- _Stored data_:
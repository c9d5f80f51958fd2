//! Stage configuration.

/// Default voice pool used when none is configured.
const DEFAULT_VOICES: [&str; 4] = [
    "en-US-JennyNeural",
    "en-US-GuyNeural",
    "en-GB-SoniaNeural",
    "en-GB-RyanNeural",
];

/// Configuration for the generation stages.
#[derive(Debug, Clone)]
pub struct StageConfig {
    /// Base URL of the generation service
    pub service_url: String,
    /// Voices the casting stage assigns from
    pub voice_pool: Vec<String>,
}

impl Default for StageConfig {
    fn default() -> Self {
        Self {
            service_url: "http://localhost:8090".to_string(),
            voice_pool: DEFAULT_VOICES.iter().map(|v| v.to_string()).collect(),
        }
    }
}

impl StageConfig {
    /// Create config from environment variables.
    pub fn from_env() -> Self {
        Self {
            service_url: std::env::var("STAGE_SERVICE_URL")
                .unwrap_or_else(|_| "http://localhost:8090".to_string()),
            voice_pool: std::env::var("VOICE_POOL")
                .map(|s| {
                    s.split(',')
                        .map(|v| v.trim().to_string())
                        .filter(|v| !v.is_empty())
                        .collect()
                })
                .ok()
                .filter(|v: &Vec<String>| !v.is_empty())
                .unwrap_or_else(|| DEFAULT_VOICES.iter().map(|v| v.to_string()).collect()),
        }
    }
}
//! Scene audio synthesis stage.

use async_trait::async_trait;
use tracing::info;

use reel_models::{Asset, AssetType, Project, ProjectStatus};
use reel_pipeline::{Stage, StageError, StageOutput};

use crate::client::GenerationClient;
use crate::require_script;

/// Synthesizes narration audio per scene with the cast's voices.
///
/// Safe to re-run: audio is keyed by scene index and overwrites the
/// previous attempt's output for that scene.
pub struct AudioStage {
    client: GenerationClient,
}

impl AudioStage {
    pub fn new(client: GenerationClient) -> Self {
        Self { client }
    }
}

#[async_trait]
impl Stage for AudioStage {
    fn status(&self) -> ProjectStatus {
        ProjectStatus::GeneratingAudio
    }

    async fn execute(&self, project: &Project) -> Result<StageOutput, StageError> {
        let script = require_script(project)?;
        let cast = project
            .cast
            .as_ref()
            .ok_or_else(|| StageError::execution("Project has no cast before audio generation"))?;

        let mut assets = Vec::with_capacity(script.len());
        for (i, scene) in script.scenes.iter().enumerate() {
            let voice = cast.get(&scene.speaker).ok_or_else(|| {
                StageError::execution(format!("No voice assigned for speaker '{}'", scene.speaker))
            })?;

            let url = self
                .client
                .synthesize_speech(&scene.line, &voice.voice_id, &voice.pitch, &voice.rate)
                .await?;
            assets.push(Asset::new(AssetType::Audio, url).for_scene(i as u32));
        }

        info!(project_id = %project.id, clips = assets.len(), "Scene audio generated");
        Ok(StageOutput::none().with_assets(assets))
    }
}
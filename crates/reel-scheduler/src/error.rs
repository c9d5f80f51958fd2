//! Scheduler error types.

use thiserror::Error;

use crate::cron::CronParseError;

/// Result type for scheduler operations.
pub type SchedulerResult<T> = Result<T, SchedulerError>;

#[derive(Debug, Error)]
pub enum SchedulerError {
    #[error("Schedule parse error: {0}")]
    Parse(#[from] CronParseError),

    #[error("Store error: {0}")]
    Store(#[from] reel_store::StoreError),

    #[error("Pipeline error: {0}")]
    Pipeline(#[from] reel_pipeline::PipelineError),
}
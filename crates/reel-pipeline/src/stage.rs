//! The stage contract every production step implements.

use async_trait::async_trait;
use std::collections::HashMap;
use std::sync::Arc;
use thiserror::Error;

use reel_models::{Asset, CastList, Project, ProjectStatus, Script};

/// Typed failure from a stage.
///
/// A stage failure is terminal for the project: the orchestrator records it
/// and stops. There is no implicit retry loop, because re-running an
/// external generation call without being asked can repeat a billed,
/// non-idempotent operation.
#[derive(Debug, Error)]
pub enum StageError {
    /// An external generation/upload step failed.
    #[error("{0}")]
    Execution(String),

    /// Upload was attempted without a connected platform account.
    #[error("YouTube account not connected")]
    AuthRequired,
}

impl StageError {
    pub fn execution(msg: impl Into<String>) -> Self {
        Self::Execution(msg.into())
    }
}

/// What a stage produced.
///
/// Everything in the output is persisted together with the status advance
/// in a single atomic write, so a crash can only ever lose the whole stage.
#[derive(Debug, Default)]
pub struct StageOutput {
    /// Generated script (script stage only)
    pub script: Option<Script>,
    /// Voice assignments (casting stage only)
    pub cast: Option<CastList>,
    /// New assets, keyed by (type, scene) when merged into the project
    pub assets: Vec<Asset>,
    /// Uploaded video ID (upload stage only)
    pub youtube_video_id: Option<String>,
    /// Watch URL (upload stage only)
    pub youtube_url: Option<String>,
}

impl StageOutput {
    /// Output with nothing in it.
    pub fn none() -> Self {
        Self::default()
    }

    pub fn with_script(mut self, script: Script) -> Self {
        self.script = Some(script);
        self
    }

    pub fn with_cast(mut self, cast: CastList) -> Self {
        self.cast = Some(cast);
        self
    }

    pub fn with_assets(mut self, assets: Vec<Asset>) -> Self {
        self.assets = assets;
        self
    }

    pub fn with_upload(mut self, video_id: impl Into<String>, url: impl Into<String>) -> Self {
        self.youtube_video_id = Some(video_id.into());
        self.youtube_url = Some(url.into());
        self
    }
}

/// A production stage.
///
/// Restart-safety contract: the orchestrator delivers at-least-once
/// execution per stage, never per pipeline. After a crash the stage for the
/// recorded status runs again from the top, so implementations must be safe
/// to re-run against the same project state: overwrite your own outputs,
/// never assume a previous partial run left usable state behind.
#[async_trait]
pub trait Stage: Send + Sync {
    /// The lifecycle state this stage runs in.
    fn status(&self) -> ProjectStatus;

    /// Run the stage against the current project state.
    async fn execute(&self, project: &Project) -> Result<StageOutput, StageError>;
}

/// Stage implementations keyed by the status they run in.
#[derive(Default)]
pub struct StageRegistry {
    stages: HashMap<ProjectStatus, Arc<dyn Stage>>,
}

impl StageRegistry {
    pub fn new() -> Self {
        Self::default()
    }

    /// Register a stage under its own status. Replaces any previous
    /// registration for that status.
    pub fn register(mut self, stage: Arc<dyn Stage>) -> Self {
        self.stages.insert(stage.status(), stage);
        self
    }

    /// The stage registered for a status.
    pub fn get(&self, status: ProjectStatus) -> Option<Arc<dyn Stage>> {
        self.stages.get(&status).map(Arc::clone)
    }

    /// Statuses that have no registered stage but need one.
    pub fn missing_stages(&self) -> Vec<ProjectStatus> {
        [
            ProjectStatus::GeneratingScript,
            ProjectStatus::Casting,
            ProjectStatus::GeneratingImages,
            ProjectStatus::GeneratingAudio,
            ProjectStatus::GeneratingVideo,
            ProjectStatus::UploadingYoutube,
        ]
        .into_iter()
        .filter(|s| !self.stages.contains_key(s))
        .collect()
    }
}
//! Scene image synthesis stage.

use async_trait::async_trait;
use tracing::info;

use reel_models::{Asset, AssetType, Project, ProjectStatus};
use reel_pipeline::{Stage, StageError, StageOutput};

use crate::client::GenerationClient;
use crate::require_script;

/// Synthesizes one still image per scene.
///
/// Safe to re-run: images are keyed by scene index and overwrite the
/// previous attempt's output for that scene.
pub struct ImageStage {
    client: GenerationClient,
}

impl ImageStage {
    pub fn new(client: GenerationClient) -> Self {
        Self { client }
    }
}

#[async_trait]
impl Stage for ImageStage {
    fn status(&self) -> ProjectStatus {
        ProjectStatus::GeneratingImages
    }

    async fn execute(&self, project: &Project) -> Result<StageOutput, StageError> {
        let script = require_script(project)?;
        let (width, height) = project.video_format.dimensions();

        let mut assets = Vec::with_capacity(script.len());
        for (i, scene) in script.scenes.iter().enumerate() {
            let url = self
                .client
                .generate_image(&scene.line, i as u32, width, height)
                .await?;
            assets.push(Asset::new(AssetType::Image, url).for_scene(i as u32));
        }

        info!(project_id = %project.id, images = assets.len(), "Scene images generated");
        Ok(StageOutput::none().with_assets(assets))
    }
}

- _Task directions_: Wherever the string "push" appears in the data above, report the whole line.

- _Reply to the exercise_:
            assets.push(Asset::new(AssetType::Audio, url).for_scene(i as u32));
            assets.push(Asset::new(AssetType::Image, url).for_scene(i as u32));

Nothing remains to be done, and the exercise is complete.